Aralia nudicaulis: A Wild Sarsaparilla with Medicinal Uses
Aralia nudicaulis is a perennial plant that belongs to the family Araliaceae, the same family as ginseng and ivy. It is native to northern and eastern North America, where it grows in moist forests and woodlands. It has a distinctive appearance, with a single stem that bears a large compound leaf and three spherical clusters of tiny white flowers. The flowers are followed by blue-black berries that are edible but not very tasty. The plant has a long, creeping rhizome that can form colonies.
Aralia nudicaulis is also known as wild sarsaparilla, false sarsaparilla, shot bush, small spikenard, wild liquorice, and rabbit root. The common name sarsaparilla comes from the Spanish word zarzaparrilla, which means “bramble vine”. However, Aralia nudicaulis is not related to the true sarsaparilla (Smilax spp.), which is a tropical vine used to make a soft drink. Aralia nudicaulis has been used as a substitute for sarsaparilla in herbal medicine and root beer making.

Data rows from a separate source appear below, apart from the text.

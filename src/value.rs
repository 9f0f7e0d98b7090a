use std::cell::RefCell;
use std::fmt;
use std::rc::Rc;

use crate::callable::{LoxFunction, NativeFunction};
use crate::class::{LoxClass, LoxInstance};

/// A runtime value. Scalars are held inline; everything callable or mutable
/// is reference counted and compares by identity.
#[derive(Debug, Clone)]
pub enum Value {
    NativeFunction(Rc<NativeFunction>),
    Function(Rc<LoxFunction>),
    Class(Rc<LoxClass>),
    Instance(Rc<RefCell<LoxInstance>>),
    Number(f64),
    String(String),
    Bool(bool),
    Nil,
}

impl Value {
    /// Only `nil` and `false` are falsey.
    pub fn is_truthy(&self) -> bool {
        match self {
            Value::Nil => false,
            Value::Bool(b) => *b,
            _ => true,
        }
    }

    /// Short name of the value's kind, for diagnostics.
    pub fn type_name(&self) -> &'static str {
        match self {
            Value::NativeFunction(_) | Value::Function(_) => "function",
            Value::Class(_) => "class",
            Value::Instance(_) => "instance",
            Value::Number(_) => "number",
            Value::String(_) => "string",
            Value::Bool(_) => "boolean",
            Value::Nil => "nil",
        }
    }
}

impl PartialEq for Value {
    /// No coercion: different kinds are never equal.
    fn eq(&self, other: &Self) -> bool {
        match (self, other) {
            (Value::Number(a), Value::Number(b)) => a == b,
            (Value::String(a), Value::String(b)) => a == b,
            (Value::Bool(a), Value::Bool(b)) => a == b,
            (Value::Nil, Value::Nil) => true,
            (Value::NativeFunction(a), Value::NativeFunction(b)) => Rc::ptr_eq(a, b),
            (Value::Function(a), Value::Function(b)) => Rc::ptr_eq(a, b),
            (Value::Class(a), Value::Class(b)) => Rc::ptr_eq(a, b),
            (Value::Instance(a), Value::Instance(b)) => Rc::ptr_eq(a, b),
            _ => false,
        }
    }
}

impl fmt::Display for Value {
    fn fmt(&self, f: &mut fmt::Formatter<'_>) -> fmt::Result {
        match self {
            Value::NativeFunction(native) => write!(f, "<native fn {}>", native.name),

            Value::Function(function) => write!(f, "{}", function),

            Value::Class(class) => write!(f, "<class {}>", class.name),

            Value::Instance(instance) => write!(f, "<{} instance>", instance.borrow().class.name),

            // Shortest round-trip digits; integral values carry no `.0`.
            Value::Number(n) => write!(f, "{}", n),

            Value::String(s) => write!(f, "{}", s),

            Value::Bool(b) => write!(f, "{}", b),

            Value::Nil => write!(f, "nil"),
        }
    }
}
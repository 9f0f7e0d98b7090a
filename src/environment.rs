use crate::error::{LoxError, Result};
use crate::token::Token;
use crate::value::Value;
use log::debug;
use std::cell::RefCell;
use std::collections::HashMap;
use std::rc::Rc;

/// Environments are shared, never copied: every closure formed inside a
/// scope holds the same handle, so later writes are visible through it.
pub type SharedEnv = Rc<RefCell<Environment>>;

#[derive(Debug, Default)]
pub struct Environment {
    values: HashMap<String, Value>,
    enclosing: Option<SharedEnv>,
}

impl Environment {
    pub fn new() -> Self {
        Environment {
            values: HashMap::new(),
            enclosing: None,
        }
    }

    pub fn with_enclosing(enclosing: SharedEnv) -> Self {
        Environment {
            values: HashMap::new(),
            enclosing: Some(enclosing),
        }
    }

    /// Wrap `self` in a fresh shared handle.
    pub fn shared(self) -> SharedEnv {
        Rc::new(RefCell::new(self))
    }

    /// Bind `name` in this scope, shadowing or overwriting any previous value.
    pub fn define(&mut self, name: &str, value: Value) {
        self.values.insert(name.to_string(), value);
    }

    /// Dynamic lookup walking the whole chain; used for globals.
    pub fn get(&self, name: &Token) -> Result<Value> {
        if let Some(value) = self.values.get(&name.lexeme) {
            Ok(value.clone())
        } else if let Some(enclosing) = &self.enclosing {
            enclosing.borrow().get(name)
        } else {
            Err(LoxError::runtime(
                name,
                format!("Undefined variable '{}'.", name.lexeme),
            ))
        }
    }

    /// Overwrite an existing binding. Never declares.
    pub fn assign(&mut self, name: &Token, value: Value) -> Result<()> {
        if let Some(slot) = self.values.get_mut(&name.lexeme) {
            *slot = value;
            Ok(())
        } else if let Some(enclosing) = &self.enclosing {
            enclosing.borrow_mut().assign(name, value)
        } else {
            Err(LoxError::runtime(
                name,
                format!("Undefined variable '{}'.", name.lexeme),
            ))
        }
    }

    /// The environment exactly `distance` enclosing links above `env`.
    pub fn ancestor(env: &SharedEnv, distance: usize) -> Option<SharedEnv> {
        let mut current: SharedEnv = Rc::clone(env);

        for _ in 0..distance {
            let next: SharedEnv = current.borrow().enclosing.clone()?;
            current = next;
        }

        Some(current)
    }

    /// Read `name` from the scope `distance` links up, without searching.
    pub fn get_at(env: &SharedEnv, distance: usize, name: &str) -> Option<Value> {
        debug!("Reading '{}' at distance {}", name, distance);

        Self::ancestor(env, distance)?.borrow().values.get(name).cloned()
    }

    /// Write `name` into the scope `distance` links up.
    pub fn assign_at(env: &SharedEnv, distance: usize, name: &Token, value: Value) -> Result<()> {
        debug!("Writing '{}' at distance {}", name.lexeme, distance);

        let target: SharedEnv = Self::ancestor(env, distance).ok_or_else(|| {
            LoxError::runtime(name, format!("Undefined variable '{}'.", name.lexeme))
        })?;

        target.borrow_mut().define(&name.lexeme, value);

        Ok(())
    }
}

Medicinal Uses of Aralia nudicaulis
Aralia nudicaulis has a long history of use by Native Americans and European settlers for various ailments. The rhizome is the main part used medicinally, although the leaves and berries can also be used. The rhizome has a sweet, aromatic taste and a spicy smell. It contains saponins, tannins, resin, essential oil, and other compounds that have anti-inflammatory, diuretic, expectorant, tonic, alterative, and blood-purifying properties.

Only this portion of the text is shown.